Trade Agreement Sparks Optimism in the Market

The recent agreement between U.S. and Chinese officials to cut tariffs has reinvigorated the semiconductor industry. As part of this deal, the U.S. is set to reduce tariffs on Chinese goods from **145% to 30%**, while China will lower its tariffs on U.S. goods from **125% to 10%** for a 90-day trial period. Analysts from Wedbush emphasize that this agreement is merely the beginning of broader negotiations aimed at further reducing tariffs, suggesting that “new highs for the market and tech stocks are now on the table” for the remainder of 2025. They believe that the considerable tariff reductions at this time likely alleviate recession fears temporarily.

Key Performers in the Semiconductor Sector

This surge in the semiconductor sector was reflected in the stock prices of major players. Personal computer and smartphone component suppliers benefited significantly, with:

  • Nvidia Corp. (NVDA) rising by **5.4%**
  • Advanced Micro Devices Inc. (AMD) climbing **5.1%**
  • Broadcom Inc. (AVGO) increasing by **6.4%**
  • Qualcomm Inc. (QCOM) advancing **4.8%**
  • Lattice Semiconductor Corp. (LSCC) leading gains at **12.8%**
  • Intel Corp. (INTC) seeing the smallest increase at **3.5%**

The aggregate market capitalization of Nvidia and the group known as the “Magnificent Seven” surged by over $830 billion following the trade agreement, with Nvidia itself contributing substantially by adding $155 billion to its market cap.

Analysts’ Outlook for Nvidia and Semiconductor Stocks

Amid this market rally, analysts at Melius Research retain an optimistic stance on Nvidia’s stock, stating that the increased clarity regarding tariffs and trade dynamics with China renders the company more **“investable.”** Despite this positivity, they cautioned about an impending decision by President Donald Trump regarding imports of semiconductors under Section 232 of the Trade Expansion Act, which could disrupt certain supply chains temporarily.

In a recent note, Melius analysts suggested that investors should go “back to fundamentals” with Nvidia. They highlighted the company’s declining stock price-to-earnings ratio, which is near a **five-year low**, and emphasized that every technological advancement requires an “accelerator.” This suggests a renewed focus on underlying financial fundamentals as a gauge for Nvidia’s future performance.

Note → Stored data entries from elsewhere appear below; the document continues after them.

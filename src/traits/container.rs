// Copyright (c) 2025 Steve Wagner (ciroque@live.com)
// SPDX-License-Identifier: MIT

use std::any::Any;
use std::cell::{Ref, RefCell, RefMut};
use std::fmt;
use std::rc::Rc;

/// A named piece of shared state held in the parameter registry.
pub trait Container: fmt::Debug + 'static {
    fn kind(&self) -> &'static str;

    /// Clear transient per-event state. Called once per event by the
    /// outermost task list unless it runs with `DONT_RESET`.
    fn reset(&mut self) {}

    fn is_ready_to_save(&self) -> bool {
        false
    }

    fn set_ready_to_save(&mut self, _ready: bool) {}
}

/// Containers the registry can construct on demand.
pub trait ContainerKind: Container + Default {
    const KIND: &'static str;
}

/// Shared reference to a registry container.
///
/// Keeps a `dyn Container` view for the registry's own bookkeeping and a
/// `dyn Any` view of the same allocation for typed access.
#[derive(Clone)]
pub struct ContainerHandle {
    kind: &'static str,
    cell: Rc<RefCell<dyn Container>>,
    any: Rc<dyn Any>,
}

impl ContainerHandle {
    pub fn new<T: Container + 'static>(container: T) -> Self {
        Self::from_rc(Rc::new(RefCell::new(container)))
    }

    pub fn from_rc<T: Container + 'static>(rc: Rc<RefCell<T>>) -> Self {
        let kind = rc.borrow().kind();
        let cell: Rc<RefCell<dyn Container>> = rc.clone();
        Self {
            kind,
            cell,
            any: rc,
        }
    }

    pub fn kind(&self) -> &'static str {
        self.kind
    }

    pub fn downcast<T: Container + 'static>(&self) -> Option<Rc<RefCell<T>>> {
        self.any.clone().downcast::<RefCell<T>>().ok()
    }

    pub fn borrow(&self) -> Ref<'_, dyn Container> {
        self.cell.borrow()
    }

    pub fn borrow_mut(&self) -> RefMut<'_, dyn Container> {
        self.cell.borrow_mut()
    }

    pub fn try_borrow(&self) -> Option<Ref<'_, dyn Container>> {
        self.cell.try_borrow().ok()
    }

    pub fn try_borrow_mut(&self) -> Option<RefMut<'_, dyn Container>> {
        self.cell.try_borrow_mut().ok()
    }

    pub fn ptr_eq(&self, other: &ContainerHandle) -> bool {
        Rc::ptr_eq(&self.any, &other.any)
    }
}

impl fmt::Debug for ContainerHandle {
    fn fmt(&self, f: &mut fmt::Formatter<'_>) -> fmt::Result {
        match self.try_borrow() {
            Some(container) => write!(f, "{:?}", &*container),
            None => write!(f, "ContainerHandle({} <busy>)", self.kind),
        }
    }
}
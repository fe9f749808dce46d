// Copyright (c) 2025 Steve Wagner (ciroque@live.com)
// SPDX-License-Identifier: MIT

//! Cuts the current event short.
//!
//! A `Continue` returns its configured code (by default `ContinueEvent`)
//! whenever its condition holds, which makes the enclosing list skip the
//! rest of the pass. The condition is either the usual gating filter or a
//! private filter the task owns and processes itself.

use serde::Deserialize;

use crate::engine::{ExecutionContext, ParameterRegistry, TaskStatistics};
use crate::errors::TaskError;
use crate::observability::messages::task::{FilterUnavailable, TaskWithoutCondition};
use crate::observability::messages::StructuredLog;
use crate::traits::{
    Accelerator, FilterHandle, PreProcessOutcome, ReturnCode, Task, TaskCore, TaskId,
};

#[derive(Debug, Clone, Deserialize)]
#[serde(deny_unknown_fields)]
pub struct ContinueConfig {
    #[serde(default = "default_return_code")]
    pub return_code: ReturnCode,
}

impl Default for ContinueConfig {
    fn default() -> Self {
        Self {
            return_code: default_return_code(),
        }
    }
}

fn default_return_code() -> ReturnCode {
    ReturnCode::ContinueEvent
}

pub struct Continue {
    core: TaskCore,
    condition: Option<FilterHandle>,
    return_code: ReturnCode,
}

impl Continue {
    pub const KIND: &'static str = "Continue";

    pub fn new(name: impl Into<String>, config: ContinueConfig) -> Self {
        Self {
            core: TaskCore::new(name),
            condition: None,
            return_code: config.return_code,
        }
    }

    /// Give the task a condition it processes itself, ahead of checking it.
    pub fn with_condition(mut self, condition: FilterHandle) -> Self {
        self.condition = Some(condition);
        self
    }

    pub fn condition(&self) -> Option<&FilterHandle> {
        self.condition.as_ref()
    }

    pub fn return_code(&self) -> ReturnCode {
        self.return_code
    }
}

impl Task for Continue {
    fn core(&self) -> &TaskCore {
        &self.core
    }

    fn core_mut(&mut self) -> &mut TaskCore {
        &mut self.core
    }

    fn kind(&self) -> &'static str {
        Self::KIND
    }

    fn pre_process(
        &mut self,
        registry: &mut ParameterRegistry,
        ctx: &ExecutionContext,
    ) -> Result<PreProcessOutcome, TaskError> {
        let Some(condition) = self.condition.clone() else {
            if self.core.filter().is_none() {
                TaskWithoutCondition {
                    task: &self.descriptor(),
                }
                .log();
                return Ok(PreProcessOutcome::SkipRegistration);
            }
            return Ok(PreProcessOutcome::Ready);
        };

        let mut filter = condition
            .try_borrow_mut()
            .ok_or(TaskError::Busy { id: condition.id() })?;
        match filter.call_pre_process(registry, ctx)? {
            PreProcessOutcome::Ready => Ok(PreProcessOutcome::Ready),
            // A condition that never holds leaves nothing to cut.
            PreProcessOutcome::SkipRegistration => {
                drop(filter);
                self.condition = None;
                if self.core.filter().is_some() {
                    Ok(PreProcessOutcome::Ready)
                } else {
                    Ok(PreProcessOutcome::SkipRegistration)
                }
            }
        }
    }

    fn process(&mut self, registry: &mut ParameterRegistry, ctx: &ExecutionContext) -> ReturnCode {
        let Some(condition) = &self.condition else {
            return self.return_code;
        };

        let holds = match condition.try_borrow_mut() {
            Some(mut filter) => match filter.call_process(registry, ctx) {
                ReturnCode::Success => Some(filter.is_condition_true()),
                other => return other,
            },
            None => None,
        };

        match holds {
            Some(true) => self.return_code,
            Some(false) => ReturnCode::Success,
            None => {
                FilterUnavailable {
                    task: &self.descriptor(),
                    filter: condition.id(),
                }
                .log();
                ReturnCode::Error
            }
        }
    }

    fn post_process(
        &mut self,
        registry: &mut ParameterRegistry,
        ctx: &ExecutionContext,
    ) -> Result<(), TaskError> {
        let Some(condition) = &self.condition else {
            return Ok(());
        };
        let mut filter = condition
            .try_borrow_mut()
            .ok_or(TaskError::Busy { id: condition.id() })?;
        filter.call_post_process(registry, ctx)
    }

    fn re_init(&mut self, registry: &mut ParameterRegistry, ctx: &ExecutionContext) -> Result<(), TaskError> {
        let Some(condition) = &self.condition else {
            return Ok(());
        };
        let mut filter = condition
            .try_borrow_mut()
            .ok_or(TaskError::Busy { id: condition.id() })?;
        filter.call_re_init(registry, ctx)
    }

    fn set_accelerator(&mut self, accelerator: Accelerator) {
        if let Some(mut filter) = self.condition.as_ref().and_then(FilterHandle::try_borrow_mut) {
            filter.set_accelerator(accelerator);
        }
        self.core.set_accelerator(accelerator);
    }

    fn contains_task(&self, id: TaskId) -> bool {
        match &self.condition {
            Some(condition) => {
                condition.id() == id
                    || condition
                        .try_borrow()
                        .map(|filter| filter.contains_task(id))
                        .unwrap_or(true)
            }
            None => false,
        }
    }

    fn release_references(&mut self, id: TaskId) {
        if self.condition.as_ref().map(FilterHandle::id) == Some(id) {
            self.condition = None;
        }
        self.core.release_filter(id);
    }

    fn statistics(&self) -> TaskStatistics {
        let children = self
            .condition
            .as_ref()
            .and_then(FilterHandle::try_borrow)
            .map(|filter| vec![filter.statistics()])
            .unwrap_or_default();
        TaskStatistics::from_core(self.descriptor(), &self.core, true).with_children(children)
    }
}

#[cfg(test)]
mod tests {
    use super::*;
    use crate::backends::stub::FixedFilter;
    use std::cell::RefCell;
    use std::rc::Rc;

    fn run(task: &mut Continue, events: usize) -> Vec<ReturnCode> {
        let mut registry = ParameterRegistry::new();
        let ctx = ExecutionContext::default();
        task.call_pre_process(&mut registry, &ctx).unwrap();
        (0..events)
            .map(|_| task.call_process(&mut registry, &ctx))
            .collect()
    }

    #[test]
    fn test_without_any_condition_skips_registration() {
        let mut registry = ParameterRegistry::new();
        let mut task = Continue::new("Cut", ContinueConfig::default());

        let outcome = task
            .call_pre_process(&mut registry, &ExecutionContext::default())
            .unwrap();

        assert_eq!(outcome, PreProcessOutcome::SkipRegistration);
    }

    #[test]
    fn test_private_condition_decides_the_return_code() {
        let rc = Rc::new(RefCell::new(FixedFilter::new("Bad", true)));
        let mut task = Continue::new("Cut", ContinueConfig::default())
            .with_condition(FilterHandle::from_rc(rc.clone()));

        assert_eq!(run(&mut task, 1), vec![ReturnCode::ContinueEvent]);

        rc.borrow_mut().set_value(false);
        let mut registry = ParameterRegistry::new();
        let rc_after = task.call_process(&mut registry, &ExecutionContext::default());
        assert_eq!(rc_after, ReturnCode::Success);
        assert_eq!(rc.borrow().evaluations(), 2);
    }

    #[test]
    fn test_gating_filter_acts_as_condition() {
        let gate = FilterHandle::new(FixedFilter::new("Gate", true));
        let config = ContinueConfig {
            return_code: ReturnCode::Stop,
        };
        let mut task = Continue::new("Halt", config);
        task.core_mut().set_filter(Some(gate.clone()));

        assert_eq!(run(&mut task, 1), vec![ReturnCode::Stop]);
    }

    #[test]
    fn test_condition_appears_in_statistics() {
        let mut task = Continue::new("Cut", ContinueConfig::default())
            .with_condition(FilterHandle::new(FixedFilter::new("Bad", false)));
        run(&mut task, 3);

        let stats = task.statistics();
        assert_eq!(stats.executions, 3);
        assert_eq!(stats.children.len(), 1);
        assert_eq!(stats.children[0].name, "Bad");
        assert_eq!(stats.children[0].executions, 3);
    }

    #[test]
    fn test_contains_its_condition() {
        let condition = FilterHandle::new(FixedFilter::new("Bad", true));
        let id = condition.id();
        let task = Continue::new("Cut", ContinueConfig::default()).with_condition(condition);

        assert!(task.contains_task(id));
        assert!(!task.contains_task(TaskCore::new("other").id()));
    }

    #[test]
    fn test_return_code_from_yaml() {
        let config: ContinueConfig = serde_yaml::from_str("return_code: stop").unwrap();
        assert_eq!(config.return_code, ReturnCode::Stop);
        assert!(serde_yaml::from_str::<ContinueConfig>("code: stop").is_err());
    }
}
// Copyright (c) 2025 Steve Wagner (ciroque@live.com)
// SPDX-License-Identifier: MIT

//! Scriptable tasks, filters and containers for tests.

use std::cell::{Cell, RefCell};
use std::io;
use std::rc::Rc;
use std::sync::{Arc, Mutex};

use crate::engine::{ExecutionContext, ParameterRegistry};
use crate::errors::TaskError;
use crate::observability::StatusDisplay;
use crate::traits::{Container, ContainerKind, Filter, PreProcessOutcome, ReturnCode, Task, TaskCore};

/// Shared, ordered record of phase calls across several tasks.
#[derive(Debug, Clone, Default)]
pub struct CallLog(Rc<RefCell<Vec<String>>>);

impl CallLog {
    pub fn entries(&self) -> Vec<String> {
        self.0.borrow().clone()
    }

    pub fn clear(&self) {
        self.0.borrow_mut().clear();
    }

    fn push(&self, phase: &str, task: &str) {
        self.0.borrow_mut().push(format!("{}:{}", phase, task));
    }
}

#[derive(Debug, Clone, Copy, Default, PartialEq, Eq)]
pub struct CallCounts {
    pub pre_process: u32,
    pub process: u32,
    pub post_process: u32,
    pub re_init: u32,
}

/// Handle on a task's call counts that outlives moving the task into a list.
#[derive(Debug, Clone, Default)]
pub struct CallCounter(Rc<Cell<CallCounts>>);

impl CallCounter {
    pub fn get(&self) -> CallCounts {
        self.0.get()
    }

    fn update(&self, f: impl FnOnce(&mut CallCounts)) {
        let mut counts = self.0.get();
        f(&mut counts);
        self.0.set(counts);
    }
}

/// A task whose behavior in every phase is set up front.
pub struct ScriptedTask {
    core: TaskCore,
    log: Option<CallLog>,
    counts: CallCounter,
    fail_pre_process: bool,
    fail_post_process: bool,
    skip_registration: bool,
    participates: bool,
    returning: ReturnCode,
    stop_after: Option<u32>,
}

impl ScriptedTask {
    pub fn new(name: &str) -> Self {
        Self {
            core: TaskCore::new(name),
            log: None,
            counts: CallCounter::default(),
            fail_pre_process: false,
            fail_post_process: false,
            skip_registration: false,
            participates: true,
            returning: ReturnCode::Success,
            stop_after: None,
        }
    }

    pub fn recording(mut self, log: &CallLog) -> Self {
        self.log = Some(log.clone());
        self
    }

    pub fn fail_pre_process(mut self) -> Self {
        self.fail_pre_process = true;
        self
    }

    pub fn fail_post_process(mut self) -> Self {
        self.fail_post_process = true;
        self
    }

    pub fn skip_registration(mut self) -> Self {
        self.skip_registration = true;
        self
    }

    pub fn not_participating(mut self) -> Self {
        self.participates = false;
        self
    }

    pub fn returning(mut self, code: ReturnCode) -> Self {
        self.returning = code;
        self
    }

    /// Return `Stop` once `events` calls to `process` have succeeded.
    pub fn stop_after(mut self, events: u32) -> Self {
        self.stop_after = Some(events);
        self
    }

    pub fn call_counts(&self) -> CallCounter {
        self.counts.clone()
    }

    pub fn calls(&self) -> CallCounts {
        self.counts.get()
    }

    fn record(&self, phase: &str) {
        if let Some(log) = &self.log {
            log.push(phase, self.core.name());
        }
    }
}

impl Task for ScriptedTask {
    fn core(&self) -> &TaskCore {
        &self.core
    }

    fn core_mut(&mut self) -> &mut TaskCore {
        &mut self.core
    }

    fn kind(&self) -> &'static str {
        "Scripted"
    }

    fn pre_process(
        &mut self,
        _registry: &mut ParameterRegistry,
        _ctx: &ExecutionContext,
    ) -> Result<PreProcessOutcome, TaskError> {
        self.record("pre");
        self.counts.update(|counts| counts.pre_process += 1);
        if self.fail_pre_process {
            return Err(TaskError::failed(self.descriptor(), "scripted pre-process failure"));
        }
        if self.skip_registration {
            return Ok(PreProcessOutcome::SkipRegistration);
        }
        Ok(PreProcessOutcome::Ready)
    }

    fn process(&mut self, _registry: &mut ParameterRegistry, _ctx: &ExecutionContext) -> ReturnCode {
        self.record("process");
        self.counts.update(|counts| counts.process += 1);
        match self.stop_after {
            Some(limit) if self.counts.get().process > limit => ReturnCode::Stop,
            _ => self.returning,
        }
    }

    fn post_process(&mut self, _registry: &mut ParameterRegistry, _ctx: &ExecutionContext) -> Result<(), TaskError> {
        self.record("post");
        self.counts.update(|counts| counts.post_process += 1);
        if self.fail_post_process {
            return Err(TaskError::failed(self.descriptor(), "scripted post-process failure"));
        }
        Ok(())
    }

    fn re_init(&mut self, _registry: &mut ParameterRegistry, _ctx: &ExecutionContext) -> Result<(), TaskError> {
        self.record("re_init");
        self.counts.update(|counts| counts.re_init += 1);
        Ok(())
    }

    fn participates_in_process(&self) -> bool {
        self.participates
    }
}

/// A filter with a constant expression value that counts its evaluations.
pub struct FixedFilter {
    core: TaskCore,
    value: bool,
    inverted: bool,
    skip_registration: bool,
    evaluations: Cell<u32>,
}

impl FixedFilter {
    pub fn new(name: impl Into<String>, value: bool) -> Self {
        Self {
            core: TaskCore::new(name),
            value,
            inverted: false,
            skip_registration: false,
            evaluations: Cell::new(0),
        }
    }

    pub fn skip_registration(mut self) -> Self {
        self.skip_registration = true;
        self
    }

    pub fn set_value(&mut self, value: bool) {
        self.value = value;
    }

    pub fn evaluations(&self) -> u32 {
        self.evaluations.get()
    }
}

impl Task for FixedFilter {
    fn core(&self) -> &TaskCore {
        &self.core
    }

    fn core_mut(&mut self) -> &mut TaskCore {
        &mut self.core
    }

    fn kind(&self) -> &'static str {
        "Fixed"
    }

    fn pre_process(
        &mut self,
        _registry: &mut ParameterRegistry,
        _ctx: &ExecutionContext,
    ) -> Result<PreProcessOutcome, TaskError> {
        if self.skip_registration {
            return Ok(PreProcessOutcome::SkipRegistration);
        }
        Ok(PreProcessOutcome::Ready)
    }
}

impl Filter for FixedFilter {
    fn is_expression_true(&self) -> bool {
        self.evaluations.set(self.evaluations.get() + 1);
        self.value
    }

    fn is_inverted(&self) -> bool {
        self.inverted
    }

    fn set_inverted(&mut self, inverted: bool) {
        self.inverted = inverted;
    }
}

/// Container counting per-event increments and resets.
#[derive(Debug, Default)]
pub struct Tally {
    pub count: u64,
    pub resets: u64,
    pub ready_to_save: bool,
}

impl Container for Tally {
    fn kind(&self) -> &'static str {
        Self::KIND
    }

    fn reset(&mut self) {
        self.count = 0;
        self.resets += 1;
    }

    fn is_ready_to_save(&self) -> bool {
        self.ready_to_save
    }

    fn set_ready_to_save(&mut self, ready: bool) {
        self.ready_to_save = ready;
    }
}

impl ContainerKind for Tally {
    const KIND: &'static str = "Tally";
}

/// Status display that keeps every line it was given.
#[derive(Debug, Default)]
pub struct RecordingDisplay {
    line1: RefCell<Vec<String>>,
    line2: RefCell<Vec<String>>,
}

impl RecordingDisplay {
    pub fn line1(&self) -> Vec<String> {
        self.line1.borrow().clone()
    }

    pub fn line2(&self) -> Vec<String> {
        self.line2.borrow().clone()
    }
}

impl StatusDisplay for RecordingDisplay {
    fn set_status_line1(&self, text: &str) {
        self.line1.borrow_mut().push(text.to_string());
    }

    fn set_status_line2(&self, text: &str) {
        self.line2.borrow_mut().push(text.to_string());
    }
}

/// Formatted log output collected while a closure runs.
#[derive(Debug, Clone, Default)]
pub struct CapturedLogs(Arc<Mutex<Vec<u8>>>);

impl CapturedLogs {
    /// Run `f` with a thread-local `fmt` subscriber writing into this buffer.
    pub fn capture<R>(&self, f: impl FnOnce() -> R) -> R {
        let writer = self.clone();
        let subscriber = tracing_subscriber::fmt()
            .with_writer(move || writer.clone())
            .with_ansi(false)
            .with_max_level(tracing::Level::TRACE)
            .finish();
        tracing::subscriber::with_default(subscriber, f)
    }

    pub fn contents(&self) -> String {
        String::from_utf8_lossy(&self.0.lock().unwrap()).into_owned()
    }

    /// Lines containing `needle`.
    pub fn lines_with(&self, needle: &str) -> Vec<String> {
        self.contents()
            .lines()
            .filter(|line| line.contains(needle))
            .map(str::to_string)
            .collect()
    }
}

impl io::Write for CapturedLogs {
    fn write(&mut self, buf: &[u8]) -> io::Result<usize> {
        self.0.lock().unwrap().extend_from_slice(buf);
        Ok(buf.len())
    }

    fn flush(&mut self) -> io::Result<()> {
        Ok(())
    }
}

Conclusion: A Promising Outlook for the Semiconductor Sector

Overall, the recent trade agreement has granted a temporary lifeline to the semiconductor sector, propelling both Nvidia and AMD, along with other prominent tech stocks, back into the spotlight. As the market closely monitors further negotiations between the U.S. and China, analysts predict that this momentum could sustain further gains, allowing for an optimistic year ahead in the tech sector. With the potential for decreasing tariffs and increasing investor confidence, the semiconductor industry appears to be poised for a significant resurgence as it navigates through the complexities of trade relations and market demands.